+++ INPUT DATA +++

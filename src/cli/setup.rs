use crate::core::config::AppConfig;
use anyhow::{Context, Result};
use std::path::Path;

/// Writes the example configuration to the default location.
pub fn setup() -> Result<()> {
    setup_at_path(AppConfig::default_config_path()?)
}

/// Writes the example configuration to `path`; fails if a file is already there.
pub fn setup_at_path<P: AsRef<Path>>(path: P) -> Result<()> {
    let path = path.as_ref();

    if path.exists() {
        anyhow::bail!("Configuration file already exists at {}", path.display());
    }

    if let Some(parent) = path.parent() {
        std::fs::create_dir_all(parent)
            .with_context(|| format!("Failed to create directory: {}", parent.display()))?;
    }

    // Include the example config as a string literal in the binary
    let default_config = include_str!("../../docs/example_config.yaml");

    std::fs::write(path, default_config)
        .with_context(|| format!("Failed to write config file to {}", path.display()))?;

    tracing::info!("Created default configuration at {}", path.display());
    Ok(())
}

+++

*EXERCISE DESCRIPTION:* After locating the line that holds "use std::path::Path;", print it and each line after it through the end of the data, exactly as it stands.

*RESPONSE AREA:*
use std::path::Path;

/// Writes the example configuration to the default location.
pub fn setup() -> Result<()> {
    setup_at_path(AppConfig::default_config_path()?)
}

/// Writes the example configuration to `path`; fails if a file is already there.
pub fn setup_at_path<P: AsRef<Path>>(path: P) -> Result<()> {
    let path = path.as_ref();

    if path.exists() {
        anyhow::bail!("Configuration file already exists at {}", path.display());
    }

    if let Some(parent) = path.parent() {
        std::fs::create_dir_all(parent)
            .with_context(|| format!("Failed to create directory: {}", parent.display()))?;
    }

    // Include the example config as a string literal in the binary
    let default_config = include_str!("../../docs/example_config.yaml");

    std::fs::write(path, default_config)
        .with_context(|| format!("Failed to write config file to {}", path.display()))?;

    tracing::info!("Created default configuration at {}", path.display());
    Ok(())
}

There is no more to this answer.